Governments that still support it have to sign more deals and keep the pressure on backsliders in Washington and elsewhere.

(Bloomberg Businessweek) -- As if we needed another reminder about the importance of trade. After the latest failed round of negotiations between the U.S. and China, President Trump moved to impose yet more tariffs on Chinese imports. When they come into effect on Sept. 1, just about everything Americans buy from China will have a punitive duty slapped on it. Four days after Trump’s decision, Beijing’s leaders, as if to prove they were uncowed, briefly allowed the yuan to depreciate to promote China’s exports, instantly tipping off fears that the trade war would morph into a currency war. The U.S. Department of the Treasury responded by formally labeling China a currency manipulator, a long-threatened but usually avoided measure.
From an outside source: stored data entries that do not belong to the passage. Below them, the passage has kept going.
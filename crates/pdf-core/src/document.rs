//! Template-backed PDF editing
//!
//! [`PdfDocument`] wraps a parsed [`lopdf::Document`]. Drawing calls buffer
//! content operators per page; `save`/`to_bytes` flush those buffers onto
//! the existing page content, embed every font that was drawn with, and
//! write the result.

use crate::text::{
    encode_text_literal, generate_line_operators, generate_text_operators, TextRenderContext,
};
use crate::{Align, BuiltinFont, FontData, PdfError, Result};
use lopdf::{Dictionary, Document, Object, ObjectId, Stream};
use std::collections::HashMap;
use std::path::Path;

/// Attribute inheritance walks stop after this many Parent hops
const MAX_INHERITANCE_DEPTH: usize = 10;

/// A font registered for drawing
enum RegisteredFont {
    /// Standard font referenced by name, no font program embedded
    Builtin(BuiltinFont),
    /// TrueType font embedded as Type0/CIDFontType2
    Embedded(FontData),
}

impl RegisteredFont {
    fn text_width_points(&self, text: &str, font_size: f32) -> f64 {
        match self {
            RegisteredFont::Builtin(builtin) => builtin.text_width(text, font_size) as f64,
            RegisteredFont::Embedded(font_data) => {
                font_data.text_width_points(text, font_size) as f64
            }
        }
    }
}

/// An opened PDF with overlay drawing operations
///
/// All coordinates are PDF user space: origin at the bottom-left corner of
/// the page, y growing upward, units in points.
pub struct PdfDocument {
    inner: Document,
    /// Fonts available to `set_font`, keyed by registration name
    fonts: HashMap<String, RegisteredFont>,
    current_font: Option<String>,
    current_font_size: f32,
    /// Object ids of fonts written into the PDF, filled during save
    embedded_fonts: HashMap<String, ObjectId>,
    /// page number -> font name -> resource name ("F1", "F2", ...)
    page_font_resources: HashMap<usize, HashMap<String, String>>,
    next_font_resource: u32,
    /// Operators waiting to be flushed onto each page at save time
    page_content_buffer: HashMap<usize, Vec<u8>>,
}
//! Low-level PDF composition on top of existing documents
//!
//! Templates are opened as-is; text runs and line strokes are drawn over
//! the existing page content at absolute positions. Fonts are either the
//! fourteen built-in standard fonts (referenced by name, with bundled
//! metrics for measurement) or TrueType fonts embedded whole as
//! Type0/CIDFontType2. A document can also be trimmed down to its first
//! page before saving.
//!
//! Coordinates are PDF user space: origin at the bottom-left of the page,
//! y growing upward, units in points.
//!
//! # Example
//!
//! ```ignore
//! use pdf_core::{Align, BuiltinFont, PdfDocument};
//!
//! let mut doc = PdfDocument::open("template.pdf")?;
//! doc.add_builtin_font(BuiltinFont::Helvetica);
//! doc.set_font("Helvetica", 46.0)?;
//! doc.insert_text("Jane Doe", 1, 396.0, 397.5, Align::Center)?;
//! doc.keep_first_page()?;
//! doc.save("certificate.pdf")?;
//! ```

mod base14;
mod document;
mod font;
mod text;

pub use base14::BuiltinFont;
pub use document::PdfDocument;
pub use font::FontData;
pub use text::{
    encode_text_literal, generate_line_operators, generate_text_operators, TextRenderContext,
};

use thiserror::Error;

/// Errors from opening, editing or saving a PDF
#[derive(Debug, Error)]
pub enum PdfError {
    #[error("Could not open PDF: {0}")]
    OpenError(String),

    #[error("Could not save PDF: {0}")]
    SaveError(String),

    #[error("No font registered as '{0}'")]
    FontNotFound(String),

    #[error("A font is already registered as '{0}'")]
    FontAlreadyExists(String),

    #[error("Could not parse font: {0}")]
    FontParseError(String),

    #[error("Page {0} does not exist (document has {1} pages)")]
    InvalidPage(usize, usize),

    #[error("Malformed PDF structure: {0}")]
    ParseError(String),

    #[error("IO error: {0}")]
    IoError(#[from] std::io::Error),

    #[error("lopdf error: {0}")]
    LopdfError(#[from] lopdf::Error),
}

/// Result type for PDF operations
pub type Result<T> = std::result::Result<T, PdfError>;

/// Placement of a text run relative to its anchor x coordinate
#[derive(Debug, Clone, Copy, Default, PartialEq, Eq)]
pub enum Align {
    #[default]
    Left,
    Center,
    Right,
}

#[cfg(test)]
mod tests {
    use super::*;

    #[test]
    fn test_align_default() {
        assert_eq!(Align::default(), Align::Left);
    }
}
//! Reference-canvas to PDF page coordinate mapping
//!
//! Placements are authored in the editor against a fixed-size canvas with
//! the origin at the top-left and y growing downward. PDF user space puts
//! the origin at the bottom-left with y growing upward, so the vertical
//! axis flips during mapping.

/// Editor reference canvas width in canvas units
pub const REFERENCE_WIDTH: f64 = 1084.0;

/// Editor reference canvas height in canvas units
pub const REFERENCE_HEIGHT: f64 = 799.0;

/// Landscape US letter page width in points
pub const LETTER_LANDSCAPE_WIDTH: f64 = 792.0;

/// Landscape US letter page height in points
pub const LETTER_LANDSCAPE_HEIGHT: f64 = 612.0;

/// Map a reference-canvas point into PDF page coordinates
///
/// Scales each axis proportionally and flips y. The mapping is linear with
/// no clamping; points outside the canvas map outside the page.
pub fn map_to_page(
    ref_x: f64,
    ref_y: f64,
    ref_w: f64,
    ref_h: f64,
    page_w: f64,
    page_h: f64,
) -> (f64, f64) {
    let page_x = (ref_x / ref_w) * page_w;
    let page_y = page_h - (ref_y / ref_h) * page_h;
    (page_x, page_y)
}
Stocks tanked, Big Business wailed—but to no avail. “If they don’t want to trade with us anymore, that would be fine with me,” Trump said of the Chinese.

Such a startling statement from a sitting American president would have been unthinkable even a couple of years ago. Now it’s just part of our day-to-day discourse on economic policy. While the U.S. delegation was wrangling in Shanghai, Democratic candidates were heaping abuse on trade during their presidential debates. Senator Bernie Sanders (I-Vt.) complained of the “awful trade policy which allowed corporations to throw workers in this community out on the street.”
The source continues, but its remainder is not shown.